*Description of the task*: Starting at the line that contains "filename crates/stream/src/config.rs" and ending at the line that contains "#[derive(Debug, Clone, PartialEq, Eq, Serialize, Deserialize)]", the lines below are to be given again exactly, with nothing added.
### Supplied material
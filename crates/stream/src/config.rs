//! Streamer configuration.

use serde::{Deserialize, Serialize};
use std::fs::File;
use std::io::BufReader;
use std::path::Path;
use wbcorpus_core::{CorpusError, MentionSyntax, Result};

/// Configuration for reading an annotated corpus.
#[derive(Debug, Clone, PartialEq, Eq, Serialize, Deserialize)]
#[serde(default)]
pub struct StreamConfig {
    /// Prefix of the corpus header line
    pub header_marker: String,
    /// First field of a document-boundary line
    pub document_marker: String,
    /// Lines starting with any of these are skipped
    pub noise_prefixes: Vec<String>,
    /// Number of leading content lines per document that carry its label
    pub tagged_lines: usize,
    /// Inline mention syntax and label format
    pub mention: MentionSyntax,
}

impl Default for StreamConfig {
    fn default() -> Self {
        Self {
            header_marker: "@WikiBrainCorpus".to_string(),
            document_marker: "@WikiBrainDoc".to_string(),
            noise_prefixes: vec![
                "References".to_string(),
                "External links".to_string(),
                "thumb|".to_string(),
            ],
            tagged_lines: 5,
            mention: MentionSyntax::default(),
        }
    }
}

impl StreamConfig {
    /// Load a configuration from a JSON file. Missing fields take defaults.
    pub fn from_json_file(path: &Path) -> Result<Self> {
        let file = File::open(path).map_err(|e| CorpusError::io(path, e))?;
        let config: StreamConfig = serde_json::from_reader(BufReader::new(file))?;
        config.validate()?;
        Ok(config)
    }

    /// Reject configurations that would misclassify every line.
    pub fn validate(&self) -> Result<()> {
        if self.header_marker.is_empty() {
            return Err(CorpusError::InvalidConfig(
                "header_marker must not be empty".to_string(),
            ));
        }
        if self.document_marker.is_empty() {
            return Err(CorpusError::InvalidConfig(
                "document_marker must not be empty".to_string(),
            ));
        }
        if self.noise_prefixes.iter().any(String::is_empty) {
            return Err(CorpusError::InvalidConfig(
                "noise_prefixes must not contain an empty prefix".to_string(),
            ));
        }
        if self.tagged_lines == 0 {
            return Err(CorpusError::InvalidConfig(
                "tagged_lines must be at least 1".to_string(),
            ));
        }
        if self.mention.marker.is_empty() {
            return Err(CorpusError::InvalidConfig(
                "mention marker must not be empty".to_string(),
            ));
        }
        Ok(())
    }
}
######
### Supplied material
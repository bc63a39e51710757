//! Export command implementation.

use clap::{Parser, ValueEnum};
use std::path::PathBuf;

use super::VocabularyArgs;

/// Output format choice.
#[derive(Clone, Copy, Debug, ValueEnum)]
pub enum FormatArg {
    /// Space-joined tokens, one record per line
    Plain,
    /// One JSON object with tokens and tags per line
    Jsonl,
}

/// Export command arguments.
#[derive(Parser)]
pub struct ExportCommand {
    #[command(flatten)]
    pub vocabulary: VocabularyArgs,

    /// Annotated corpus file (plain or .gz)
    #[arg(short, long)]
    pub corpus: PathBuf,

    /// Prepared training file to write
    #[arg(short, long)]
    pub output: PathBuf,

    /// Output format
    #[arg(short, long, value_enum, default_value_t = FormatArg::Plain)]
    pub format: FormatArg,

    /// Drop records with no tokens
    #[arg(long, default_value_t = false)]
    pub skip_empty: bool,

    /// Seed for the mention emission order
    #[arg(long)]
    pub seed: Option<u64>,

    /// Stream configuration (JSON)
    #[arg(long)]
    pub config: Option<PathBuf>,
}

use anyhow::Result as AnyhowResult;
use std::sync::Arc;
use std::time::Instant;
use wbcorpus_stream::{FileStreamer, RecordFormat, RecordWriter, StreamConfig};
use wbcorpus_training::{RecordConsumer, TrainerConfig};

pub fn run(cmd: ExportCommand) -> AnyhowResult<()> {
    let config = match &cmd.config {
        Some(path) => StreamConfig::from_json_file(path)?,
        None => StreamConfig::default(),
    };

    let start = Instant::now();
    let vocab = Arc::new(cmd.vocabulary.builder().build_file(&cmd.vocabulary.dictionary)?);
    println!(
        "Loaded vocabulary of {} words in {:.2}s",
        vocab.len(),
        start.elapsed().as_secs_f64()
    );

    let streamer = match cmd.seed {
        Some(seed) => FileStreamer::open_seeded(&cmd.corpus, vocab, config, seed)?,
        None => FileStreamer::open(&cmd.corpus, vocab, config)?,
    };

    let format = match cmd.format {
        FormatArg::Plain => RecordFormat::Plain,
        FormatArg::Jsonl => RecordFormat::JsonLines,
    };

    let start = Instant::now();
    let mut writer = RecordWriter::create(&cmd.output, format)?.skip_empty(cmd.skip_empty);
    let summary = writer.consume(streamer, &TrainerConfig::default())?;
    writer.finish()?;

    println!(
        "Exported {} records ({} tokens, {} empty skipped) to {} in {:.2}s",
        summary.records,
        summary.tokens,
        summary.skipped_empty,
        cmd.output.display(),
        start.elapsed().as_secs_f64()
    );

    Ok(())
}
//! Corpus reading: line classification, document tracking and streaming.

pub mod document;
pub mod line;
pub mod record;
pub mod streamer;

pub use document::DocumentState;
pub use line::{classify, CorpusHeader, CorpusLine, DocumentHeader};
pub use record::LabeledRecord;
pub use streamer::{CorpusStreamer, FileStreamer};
######
*Expected output*:
filename crates/stream/src/config.rs
//! Streamer configuration.

use serde::{Deserialize, Serialize};
use std::fs::File;
use std::io::BufReader;
use std::path::Path;
use wbcorpus_core::{CorpusError, MentionSyntax, Result};

/// Configuration for reading an annotated corpus.
#[derive(Debug, Clone, PartialEq, Eq, Serialize, Deserialize)]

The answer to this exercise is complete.